Data Quality, Data Quality, Data Quality

A lack of attention to the area of data quality has sunk more BI projects than any other issue in our experience. Every single BI project is always going to have issues with data quality. (Notice that we are not hedging our bets here and saying "most BI projects.") If you have started a BI project and think you don't have a data quality problem, set up a cube and let a few business people have access to it and tell them the revenue numbers in the cube will be used to calculate their next bonus.

Dealing with Data Quality Problems

Data quality problems come in many shapes and sizes, some of which have technology fixes and many of which have business process fixes. Chapter 7, "Data Quality," discusses these in more detail, but the basic lesson in data quality is to start early in the project and build a plan to identify and address the issues. If you mess this up, the first users of your new BI solution will quickly figure it out and stop trusting the information.

Data quality challenges can often be partly addressed with a surprising technique: communication. The data is not going to be perfect, but people have probably been relying on reports from the source transaction systems for years, which, after all, use the same data. Although one approach is to never show any information to users unless it's perfect, in the real world you might have to resort to letting people know exactly what the data quality challenges are (and your plan to address them) before they access the information.

Auditing

The technical people who will be building the BI solution are typically terrible at spotting data quality issues. Despite being able to spot a missing curly bracket or END clause in hundreds of lines of code, they usually don't have the business experience to distinguish good data from bad data. A critical task on every BI project is to identify a business user who will take ownership of data quality auditing from day one of the project and will work closely with the project team to reconcile the data back to the source systems. When the solution is deployed, this quality assurance mindset must continue (by appointing a data quality manager).

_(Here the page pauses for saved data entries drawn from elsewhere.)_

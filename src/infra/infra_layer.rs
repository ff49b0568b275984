// The infra module contains implementations of core traits.
// Each external system gets its own submodule.

#[path = "google_docs/mod.rs"]
pub mod google_docs;

#[path = "images/mod.rs"]
pub mod images;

One of the most obviously important tasks is checking that the numbers (or measures from the fact table) match up with the source systems. Something that might not be so obvious is the impact that errors in dimension data can have. For example, if the parenting information in product category and subcategory data is not correct, the numbers for the product SKU-level measures will roll up incorrectly, and the totals will be wrong. Validating dimension structures is a critical part of the process.

The Really Big Project

A fairly common approach to BI projects is to spend a year or two building a huge data warehouse with some cubes and deploying a fancy BI client tool. As discussed earlier, we favor a business value-based approach using smaller, targeted projects instead. Assuming that you manage to deliver a solution that the business can use as part of their decision-making process, you must accept that the BI solution starts to get out of sync with the business on the day that you ship it. If the company has committed to a strategy that requires real insight, the BI project will never actually be completed.

Problems Measuring Success

If you commit to the idea of focusing on business value for your BI solutions, one major challenge that you will face is figuring out whether you succeeded. Unlike transaction systems for which you can more easily do things such as measure the return on investment (ROI) by comparing the cost of doing business before and after the system is deployed, the success of BI projects is usually much harder to measure.

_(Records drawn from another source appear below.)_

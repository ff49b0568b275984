// =============================================================================
// INSTALLED-APP OAUTH2 (USER CONSENT)
// =============================================================================
//
// For personal documents that are not shared with a service account.
//
// **Files:**
// - `credentials.json`: OAuth client downloaded from the Cloud Console
//   ("Desktop app" or "Web application" client).
// - `token.json`: the user's token, written after the first consent. It uses
//   the same field names as other Google client libraries (`access_token`,
//   `token_type`, `refresh_token`, `expiry`), so an existing file can be reused.
//
// On first start without a token file the consent URL is printed and the
// authorization code is read from stdin.

use chrono::{DateTime, Datelike, Duration, Utc};
use reqwest::{Client, Url};
use serde::{Deserialize, Serialize};
use std::io::Write;
use std::path::Path;
use tokio::io::{AsyncBufReadExt, BufReader};
use tokio::sync::RwLock;

use super::{AuthResult, DOCUMENTS_READONLY_SCOPE};

const DEFAULT_REDIRECT_URI: &str = "http://localhost";

#[derive(Debug, Deserialize)]
struct ClientSecretFile {
    installed: Option<OAuthClientConfig>,
    web: Option<OAuthClientConfig>,
}

#[derive(Debug, Clone, Deserialize)]
pub struct OAuthClientConfig {
    client_id: String,
    client_secret: String,
    auth_uri: String,
    token_uri: String,
    #[serde(default)]
    redirect_uris: Vec<String>,
}

impl OAuthClientConfig {
    /// Reads the `installed` (or `web`) section of a client secret file.
    pub fn from_json(json: &str) -> AuthResult<Self> {
        let file: ClientSecretFile = serde_json::from_str(json)?;
        file.installed
            .or(file.web)
            .ok_or_else(|| "OAuth client file has neither an 'installed' nor a 'web' section".into())
    }

    fn redirect_uri(&self) -> &str {
        self.redirect_uris
            .first()
            .map(String::as_str)
            .unwrap_or(DEFAULT_REDIRECT_URI)
    }

    /// URL the user opens to grant read-only access to their documents.
    pub fn consent_url(&self) -> AuthResult<Url> {
        let url = Url::parse_with_params(
            &self.auth_uri,
            &[
                ("access_type", "offline"),
                ("client_id", self.client_id.as_str()),
                ("redirect_uri", self.redirect_uri()),
                ("response_type", "code"),
                ("scope", DOCUMENTS_READONLY_SCOPE),
                ("state", "state-token"),
            ],
        )?;
        Ok(url)
    }
}

/// A user token as persisted in `token.json`.
#[derive(Debug, Clone, Default, PartialEq, Serialize, Deserialize)]
pub struct StoredToken {
    pub access_token: String,
    #[serde(default)]
    pub token_type: String,
    #[serde(default, skip_serializing_if = "Option::is_none")]
    pub refresh_token: Option<String>,
    #[serde(default, skip_serializing_if = "Option::is_none")]
    pub expiry: Option<DateTime<Utc>>,
}

impl StoredToken {
    /// Expiry, treating the zero timestamp some libraries write as "never".
    fn expires_at(&self) -> Option<DateTime<Utc>> {
        self.expiry.filter(|expiry| expiry.year() > 1)
    }

    /// Usable for at least another minute.
    pub fn is_fresh(&self, now: DateTime<Utc>) -> bool {
        if self.access_token.is_empty() {
            return false;
        }
        match self.expires_at() {
            Some(expiry) => expiry - Duration::seconds(60) > now,
            None => true,
        }
    }
}

#[derive(Debug, Deserialize)]
struct OAuthTokenResponse {
    access_token: String,
    #[serde(default)]
    token_type: String,
    #[serde(default)]
    refresh_token: Option<String>,
    #[serde(default)]
    expires_in: Option<i64>,
}

impl OAuthTokenResponse {
    fn into_stored(self, previous_refresh_token: Option<String>) -> StoredToken {
        StoredToken {
            access_token: self.access_token,
            token_type: self.token_type,
            // Refresh responses usually omit the refresh token; keep the old one.
            refresh_token: self.refresh_token.or(previous_refresh_token),
            expiry: self
                .expires_in
                .map(|seconds| Utc::now() + Duration::seconds(seconds)),
        }
    }
}

/// Authenticator backed by a user's OAuth2 consent.
pub struct InstalledAppAuth {
    config: OAuthClientConfig,
    client: Client,
    token: RwLock<StoredToken>,
}

impl InstalledAppAuth {
    pub fn new(config: OAuthClientConfig, token: StoredToken) -> Self {
        Self {
            config,
            client: Client::new(),
            token: RwLock::new(token),
        }
    }

    /// Loads the client file and the saved token, asking the user for consent
    /// on stdin when no token has been saved yet.
    pub async fn from_files(credentials_path: &Path, token_path: &Path) -> AuthResult<Self> {
        let content = tokio::fs::read_to_string(credentials_path)
            .await
            .map_err(|e| {
                format!(
                    "Could not read OAuth client file {}: {}",
                    credentials_path.display(),
                    e
                )
            })?;
        let config = OAuthClientConfig::from_json(&content)?;

        let token = match load_token(token_path).await {
            Ok(token) => token,
            Err(e) => {
                tracing::warn!("No usable token at {}: {}", token_path.display(), e);
                let auth = Self::new(config.clone(), StoredToken::default());
                let token = auth.authorize_interactively().await?;
                save_token(token_path, &token).await?;
                token
            }
        };

        Ok(Self::new(config, token))
    }

    /// Gets a valid access token, refreshing it with the refresh token if needed.
    pub async fn get_access_token(&self) -> AuthResult<String> {
        {
            let token = self.token.read().await;
            if token.is_fresh(Utc::now()) {
                return Ok(token.access_token.clone());
            }
        }

        let mut token = self.token.write().await;
        // Another request may have refreshed while we waited for the lock.
        if token.is_fresh(Utc::now()) {
            return Ok(token.access_token.clone());
        }

        let refresh_token = token
            .refresh_token
            .clone()
            .ok_or("Access token expired and no refresh token is available")?;

        tracing::debug!("Refreshing Google OAuth access token");
        let refreshed = self
            .request_token(&[
                ("client_id", self.config.client_id.as_str()),
                ("client_secret", self.config.client_secret.as_str()),
                ("refresh_token", refresh_token.as_str()),
                ("grant_type", "refresh_token"),
            ])
            .await?;

        *token = refreshed.into_stored(Some(refresh_token));
        Ok(token.access_token.clone())
    }

    async fn authorize_interactively(&self) -> AuthResult<StoredToken> {
        let url = self.config.consent_url()?;
        println!(
            "Open this URL in your browser and authorize the application:\n{}",
            url
        );
        print!("Enter the authorization code: ");
        std::io::stdout().flush()?;

        let mut code = String::new();
        BufReader::new(tokio::io::stdin())
            .read_line(&mut code)
            .await
            .map_err(|e| format!("Could not read the authorization code: {}", e))?;
        let code = code.trim();
        if code.is_empty() {
            return Err("No authorization code entered".into());
        }

        let response = self
            .request_token(&[
                ("code", code),
                ("client_id", self.config.client_id.as_str()),
                ("client_secret", self.config.client_secret.as_str()),
                ("redirect_uri", self.config.redirect_uri()),
                ("grant_type", "authorization_code"),
            ])
            .await?;
        Ok(response.into_stored(None))
    }

    async fn request_token(&self, form: &[(&str, &str)]) -> AuthResult<OAuthTokenResponse> {
        let response = self
            .client
            .post(&self.config.token_uri)
            .form(form)
            .send()
            .await?;

        if !response.status().is_success() {
            let status = response.status();
            let text = response.text().await?;
            return Err(format!("Token request failed ({}): {}", status, text).into());
        }

        Ok(response.json().await?)
    }
}

async fn load_token(path: &Path) -> AuthResult<StoredToken> {
    let content = tokio::fs::read_to_string(path).await?;
    Ok(serde_json::from_str(&content)?)
}

async fn save_token(path: &Path, token: &StoredToken) -> AuthResult<()> {
    tracing::info!("Saving OAuth token to {}", path.display());

    if let Some(parent) = path.parent().filter(|p| !p.as_os_str().is_empty()) {
        tokio::fs::create_dir_all(parent).await?;
    }
    tokio::fs::write(path, serde_json::to_string_pretty(token)?).await?;

    #[cfg(unix)]
    {
        use std::os::unix::fs::PermissionsExt;
        tokio::fs::set_permissions(path, std::fs::Permissions::from_mode(0o600)).await?;
    }

    Ok(())
}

Working out the "cost" part of the equation is hard enough, factoring in indirect costs such as maintenance and support of the solution after it has been deployed in addition to hard costs such as software, hardware, and labor. Of course, you cannot stop at working out the costs of the BI solutionyou must also estimate the costs of not having the BI solution. For example, most organizations have people who spend many hours every month or quarter exercising their Excel skills to glue together data from different systems, which will typically take less time and be more accurate when they can access a proper data warehouse instead.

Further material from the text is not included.